We propose the very first non-intrusive measurement methodology for quantifying
the performance of commodity Virtual Reality (VR) systems. Our methodology considers the
VR system under test as a black-box and works with any VR applications.
Multiple performance metrics on timing and positioning accuracy are considered,
and detailed testbed setup and measurement steps are presented. We also apply
our methodology to several VR systems in the market, and carefully analyze the
experiment results. We make several observations: (i) 3D scene complexity
affects the timing accuracy the most, (ii) most VR systems implement the dead
reckoning algorithm, which incurs a non-trivial correction latency after
incorrect predictions, and (iii) there exists an inherent trade-off between two
positioning accuracy metrics: precision and sensitivity.
Keywords: Measurement; Head Mounted Display; Virtual Reality; Quality of Experience; latency; accuracy; sensitivity
Virtual Reality (VR) renders computer-generated objects to create virtual
environments for users , which enables many applications, such as
military, healthcare, and video games, and thus becomes more and more popular.

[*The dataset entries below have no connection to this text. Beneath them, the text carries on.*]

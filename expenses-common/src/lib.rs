#![cfg(not(doctest))]

#[macro_use]
extern crate diesel;

pub mod ai;
pub mod analytics;
pub mod categories;
pub mod db;
pub mod messages;
pub mod models;
pub mod money;
pub mod schema;
pub mod token;
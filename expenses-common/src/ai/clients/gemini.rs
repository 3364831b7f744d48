use async_trait::async_trait;
use reqwest::Client;
use serde::{Deserialize, Serialize};
use std::time::Duration;

use crate::ai::{GenerateError, GenerateText};

const GEMINI_API_BASE: &str = "https://generativelanguage.googleapis.com/v1beta/models";
const REQUEST_TIMEOUT_SECS: u64 = 30;

pub const DEFAULT_MODEL: &str = "gemini-2.0-flash-exp";

#[derive(Serialize)]
struct GenerateContentRequest<'a> {
    contents: [RequestContent<'a>; 1],
}

#[derive(Serialize)]
struct RequestContent<'a> {
    parts: [RequestPart<'a>; 1],
}

#[derive(Serialize)]
struct RequestPart<'a> {
    text: &'a str,
}

#[derive(Debug, Default, Deserialize)]
struct GenerateContentResponse {
    #[serde(default)]
    candidates: Vec<Candidate>,
}

#[derive(Debug, Default, Deserialize)]
struct Candidate {
    #[serde(default)]
    content: CandidateContent,
}

#[derive(Debug, Default, Deserialize)]
struct CandidateContent {
    #[serde(default)]
    parts: Vec<CandidatePart>,
}

#[derive(Debug, Default, Deserialize)]
struct CandidatePart {
    #[serde(default)]
    text: Option<String>,
}

impl GenerateContentResponse {
    fn into_text(self) -> Option<String> {
        let text: String = self
            .candidates
            .into_iter()
            .next()?
            .content
            .parts
            .into_iter()
            .filter_map(|p| p.text)
            .collect();

        if text.trim().is_empty() {
            None
        } else {
            Some(text)
        }
    }
}

/// Client for Google's Generative Language `generateContent` endpoint.
pub struct GeminiClient {
    client: Client,
    api_key: String,
    model: String,
}

impl GeminiClient {
    pub fn new(api_key: &str, model: &str) -> Result<Self, GenerateError> {
        let client = Client::builder()
            .timeout(Duration::from_secs(REQUEST_TIMEOUT_SECS))
            .build()
            .map_err(|e| GenerateError::ClientSetup(e.to_string()))?;

        Ok(Self {
            client,
            api_key: String::from(api_key),
            model: String::from(model),
        })
    }

    fn endpoint(&self) -> String {
        format!("{GEMINI_API_BASE}/{}:generateContent", self.model)
    }
}

#[async_trait]
impl GenerateText for GeminiClient {
    async fn generate(&self, prompt: &str) -> Result<String, GenerateError> {
        let body = GenerateContentRequest {
            contents: [RequestContent {
                parts: [RequestPart { text: prompt }],
            }],
        };

        let response = self
            .client
            .post(self.endpoint())
            .query(&[("key", self.api_key.as_str())])
            .json(&body)
            .send()
            .await?;

        if !response.status().is_success() {
            return Err(GenerateError::BadStatus(response.status().as_u16()));
        }

        response
            .json::<GenerateContentResponse>()
            .await?
            .into_text()
            .ok_or(GenerateError::EmptyResponse)
    }
}
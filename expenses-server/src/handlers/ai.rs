use expenses_common::ai::{self, GenerateText};
use expenses_common::analytics::spending;
use expenses_common::db::ExpenseStore;
use expenses_common::messages::{ChatRequest, ChatResponse, DescriptionRequest, InsightList};

use actix_web::{web, HttpResponse};
use chrono::{Months, Utc};
use std::borrow::Cow;

use crate::handlers::category::required_description;
use crate::handlers::error::HttpErrorResponse;
use crate::middleware::auth::{Access, VerifiedToken};
use crate::middleware::FromHeader;

const PREDICTION_LOOKBACK_MONTHS: u32 = 6;
const INSIGHTS_EXPENSE_LIMIT: i64 = 365;
const CHAT_EXPENSE_LIMIT: i64 = 100;

pub async fn predict(
    expense_store: web::Data<dyn ExpenseStore>,
    user_access_token: VerifiedToken<Access, FromHeader>,
) -> Result<HttpResponse, HttpErrorResponse> {
    let now = Utc::now();
    let since = now
        .checked_sub_months(Months::new(PREDICTION_LOOKBACK_MONTHS))
        .unwrap_or(now);

    let expenses = match expense_store
        .get_expenses_since(user_access_token.claims.user_id, since)
        .await
    {
        Ok(e) => e,
        Err(e) => {
            log::error!("{e}");
            return Err(HttpErrorResponse::InternalError(Cow::Borrowed(
                "Failed to predict spending",
            )));
        }
    };

    Ok(HttpResponse::Ok().json(spending::predict_spending(&expenses, &now)))
}

pub async fn insights(
    expense_store: web::Data<dyn ExpenseStore>,
    user_access_token: VerifiedToken<Access, FromHeader>,
) -> Result<HttpResponse, HttpErrorResponse> {
    let expenses = match expense_store
        .get_recent_expenses(user_access_token.claims.user_id, INSIGHTS_EXPENSE_LIMIT)
        .await
    {
        Ok(e) => e,
        Err(e) => {
            log::error!("{e}");
            return Err(HttpErrorResponse::InternalError(Cow::Borrowed(
                "Failed to generate insights",
            )));
        }
    };

    Ok(HttpResponse::Ok().json(InsightList {
        insights: spending::rule_insights(&expenses, &Utc::now()),
    }))
}

pub async fn categorize(
    generator: web::Data<dyn GenerateText>,
    _user_access_token: VerifiedToken<Access, FromHeader>,
    request: web::Json<DescriptionRequest>,
) -> Result<HttpResponse, HttpErrorResponse> {
    let description = required_description(&request)?;
    let categorization = ai::categorize(generator.get_ref(), description).await;

    Ok(HttpResponse::Ok().json(categorization))
}

pub async fn chat(
    generator: web::Data<dyn GenerateText>,
    expense_store: web::Data<dyn ExpenseStore>,
    user_access_token: VerifiedToken<Access, FromHeader>,
    request: web::Json<ChatRequest>,
) -> Result<HttpResponse, HttpErrorResponse> {
    let message = match request.message.as_deref().map(str::trim) {
        Some(m) if !m.is_empty() => m,
        _ => {
            return Err(HttpErrorResponse::IncorrectlyFormed(Cow::Borrowed(
                "Message is required",
            )))
        }
    };

    let expenses = match expense_store
        .get_recent_expenses(user_access_token.claims.user_id, CHAT_EXPENSE_LIMIT)
        .await
    {
        Ok(e) => e,
        Err(e) => {
            log::error!("{e}");
            return Err(HttpErrorResponse::InternalError(Cow::Borrowed(
                "Failed to process chat message",
            )));
        }
    };

    let response = ai::chat(generator.get_ref(), message, &expenses, &Utc::now()).await;

    Ok(HttpResponse::Ok().json(ChatResponse { response }))
}
use expenses_common::analytics::spending;
use expenses_common::db::ExpenseStore;
use expenses_common::messages::{AnomalyList, ClientInsightsRequest};

use actix_web::{web, HttpResponse};
use chrono::Local;
use std::borrow::Cow;

use crate::handlers::error::HttpErrorResponse;
use crate::middleware::auth::{Access, VerifiedToken};
use crate::middleware::FromHeader;

pub async fn trends(
    expense_store: web::Data<dyn ExpenseStore>,
    user_access_token: VerifiedToken<Access, FromHeader>,
) -> Result<HttpResponse, HttpErrorResponse> {
    let mut expenses = match expense_store
        .get_all_expenses(user_access_token.claims.user_id)
        .await
    {
        Ok(e) => e,
        Err(e) => {
            log::error!("{e}");
            return Err(HttpErrorResponse::InternalError(Cow::Borrowed(
                "Failed to get spending trends",
            )));
        }
    };

    expenses.reverse();

    Ok(HttpResponse::Ok().json(spending::spending_trends(&expenses, &Local)))
}

pub async fn anomalies(
    expense_store: web::Data<dyn ExpenseStore>,
    user_access_token: VerifiedToken<Access, FromHeader>,
) -> Result<HttpResponse, HttpErrorResponse> {
    let expenses = match expense_store
        .get_all_expenses(user_access_token.claims.user_id)
        .await
    {
        Ok(e) => e,
        Err(e) => {
            log::error!("{e}");
            return Err(HttpErrorResponse::InternalError(Cow::Borrowed(
                "Failed to detect anomalies",
            )));
        }
    };

    Ok(HttpResponse::Ok().json(AnomalyList {
        anomalies: spending::detect_anomalies(&expenses),
    }))
}

pub async fn insights(
    _user_access_token: VerifiedToken<Access, FromHeader>,
    request: web::Json<ClientInsightsRequest>,
) -> Result<HttpResponse, HttpErrorResponse> {
    if request.expenses.is_empty() {
        return Err(HttpErrorResponse::IncorrectlyFormed(Cow::Borrowed(
            "No expense data provided",
        )));
    }

    match spending::client_insights(&request) {
        Some(insights) => Ok(HttpResponse::Ok().json(insights)),
        None => Err(HttpErrorResponse::IncorrectlyFormed(Cow::Borrowed(
            "Expense amounts are out of range",
        ))),
    }
}
//! Money is stored as integer cents and handled as two-place decimals above the storage layer.

use rust_decimal::prelude::ToPrimitive;
use rust_decimal::{Decimal, RoundingStrategy};

pub const MONEY_DECIMAL_PLACES: u32 = 2;

#[inline]
pub fn from_cents(cents: i64) -> Decimal {
    Decimal::new(cents, MONEY_DECIMAL_PLACES)
}

/// Rounds half away from zero to two places, then converts to cents. Returns `None` if the
/// amount does not fit in an `i64` number of cents.
pub fn to_cents(amount: Decimal) -> Option<i64> {
    round_money(amount)
        .checked_mul(Decimal::ONE_HUNDRED)?
        .to_i64()
}

#[inline]
pub fn round_money(amount: Decimal) -> Decimal {
    amount.round_dp_with_strategy(MONEY_DECIMAL_PLACES, RoundingStrategy::MidpointAwayFromZero)
}

#[inline]
pub fn round_percentage(percentage: Decimal) -> Decimal {
    percentage.round_dp_with_strategy(1, RoundingStrategy::MidpointAwayFromZero)
}

/// `part / whole * 100` without rounding. A zero `whole` yields zero.
pub fn ratio_percentage(part: Decimal, whole: Decimal) -> Decimal {
    if whole.is_zero() {
        return Decimal::ZERO;
    }

    part / whole * Decimal::ONE_HUNDRED
}

/// `part / whole * 100`, rounded to one place. A zero `whole` yields zero.
pub fn percentage_of(part: Decimal, whole: Decimal) -> Decimal {
    round_percentage(ratio_percentage(part, whole))
}

#[cfg(test)]
mod tests {
    use super::*;

    use rust_decimal_macros::dec;

    #[test]
    fn test_cents_conversion() {
        assert_eq!(from_cents(12345), dec!(123.45));
        assert_eq!(from_cents(-5), dec!(-0.05));
        assert_eq!(to_cents(dec!(123.45)), Some(12345));
        assert_eq!(to_cents(dec!(0.005)), Some(1));
        assert_eq!(to_cents(dec!(10.004)), Some(1000));
        assert_eq!(to_cents(Decimal::MAX), None);
    }

    #[test]
    fn test_percentage_of() {
        assert_eq!(percentage_of(dec!(85), dec!(100)), dec!(85.0));
        assert_eq!(percentage_of(dec!(1), dec!(3)), dec!(33.3));
        assert_eq!(percentage_of(dec!(2), dec!(3)), dec!(66.7));
        assert_eq!(percentage_of(dec!(50), Decimal::ZERO), Decimal::ZERO);
        assert_eq!(ratio_percentage(dec!(799.60), dec!(1000)), dec!(79.96));
    }
}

In fact, market research  indicates that the VR's annual market
could grow to $80 billion in 10 years, compared to the current laptop computer market
at $111 billion and game console market at $14 billion. The main
driving force behind such a high growth rate is the commodity
Head-Mounted Displays (HMDs) recently built for desktop and mobile
VR systems, including Sony Morpheus, Microsoft HoloLens, Oculus Rift, and
HTC Vive .
VR systems with HMDs were first built in research labs decades
ago , using miniature Cathode Ray Tubes (CRTs) for
displaying and mechanical/ultrasonic sensors for head tracking, in order to
change the rendered images when the user moves. Over years, various hardware
components have been enhanced for better VR experience at lower costs. Among
these components, the compact and inexpensive Micro-Electro-Mechanical System
(MEMS) sensors and high-resolution displays, which are also adopted by
smartphones, allow VR developers, such as Oculus , to build
commodity HMDs for VR systems. In these HMDs, the cumbersome
mechanical/ultrasonic head-tracking sensors are replaced by MEMS inertial
sensors with accelerometers and gyroscopes. However, these commodity VR
systems suffer from drifting due to integration over potentially biased inertial
sensor readings , which may be nontrivial as the sensors are likely
to be inexpensive. This kind of drifting leads to inaccurate
head-tracking results, which in turn cause cybersickness, like nausea,
disorientation, headaches, sweating, and eye strain . Hence,
quantifying the performance of the commodity VR systems is crucial for
faster and wider adoption.
Measuring the performance of the commodity VR systems is no easy task, because
these HMDs are consumer-grade products with limited, if any, hardware and
software accessibility. Moreover, these VR systems consist of multiple
entities, including HMDs, rendering desktops or smartphones, VR applications,
and dead reckoning algorithms. Since these entities all directly affect the
system performance, we propose a system-wide black-box measurement methodology
in this paper. Our methodology is general, because it does not: (i) instrument
the VR systems (e.g., VR applications and HMDs) nor (ii) assume the existence
of a specific (easy to recognize) virtual object. In other words, our
methodology works with off-the-shelf VR systems, which to our best knowledge,
is not possible in prior studies [10,6,13,5].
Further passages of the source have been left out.